▶ _Required work_: For the records below, reproduce exactly the line that contains "pub async fn" and all subsequent lines, with nothing left out and nothing added.

*** Opening of Record extracts ***

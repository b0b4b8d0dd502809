use crate::error::{AgentError, Result};
use crate::prompt::PromptTemplate;
use crate::traits::LlmHandle;
use std::collections::{BTreeMap, HashMap};

type Transform<T> = Box<dyn Fn(T) -> anyhow::Result<T> + Send + Sync>;

/// Applies transformations in order, each consuming the previous output.
/// The first failure aborts the chain.
pub struct Chain<T> {
    steps: Vec<Transform<T>>,
}

impl<T> Default for Chain<T> {
    fn default() -> Self {
        Self { steps: Vec::new() }
    }
}

impl<T> Chain<T> {
    pub fn new() -> Self {
        Self::default()
    }

    pub fn then<F>(mut self, step: F) -> Self
    where
        F: Fn(T) -> anyhow::Result<T> + Send + Sync + 'static,
    {
        self.steps.push(Box::new(step));
        self
    }

    pub fn len(&self) -> usize {
        self.steps.len()
    }

    pub fn is_empty(&self) -> bool {
        self.steps.is_empty()
    }

    pub fn run(&self, input: T) -> anyhow::Result<T> {
        self.steps.iter().try_fold(input, |data, step| step(data))
    }
}

/// Runs a prompt template through an LLM.
pub struct LlmChain {
    llm: LlmHandle,
    template: Option<PromptTemplate>,
}

impl LlmChain {
    pub fn new(llm: LlmHandle) -> Self {
        Self {
            llm,
            template: None,
        }
    }

    pub fn with_template(mut self, template: PromptTemplate) -> Self {
        self.template = Some(template);
        self
    }

    /// Without a template the prompt is one `key: value` line per variable,
    /// sorted by key.
    pub fn render(&self, vars: &HashMap<&str, String>) -> Result<String> {
        match &self.template {
            Some(template) => template.format(vars),
            None => {
                let sorted: BTreeMap<_, _> = vars.iter().collect();
                Ok(sorted
                    .into_iter()
                    .map(|(k, v)| format!("{k}: {v}"))
                    .collect::<Vec<_>>()
                    .join("\n"))
            }
        }
    }

    pub fn run(&self, vars: &HashMap<&str, String>) -> Result<String> {
        let LlmHandle::Sync(llm) = &self.llm else {
            return Err(AgentError::SyncDispatch("llm".to_string()));
        };
        let prompt = self.render(vars)?;
        llm.complete(&prompt).map_err(AgentError::Llm)
    }

    pub async fn run_async(&self, vars: &HashMap<&str, String>) -> Result<String> {
        let prompt = self.render(vars)?;
        self.llm.complete(&prompt).await.map_err(AgentError::Llm)
    }
}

*** Close of Record extracts ***

▶ _Response_:
    pub async fn run_async(&self, vars: &HashMap<&str, String>) -> Result<String> {
        let prompt = self.render(vars)?;
        self.llm.complete(&prompt).await.map_err(AgentError::Llm)
    }
}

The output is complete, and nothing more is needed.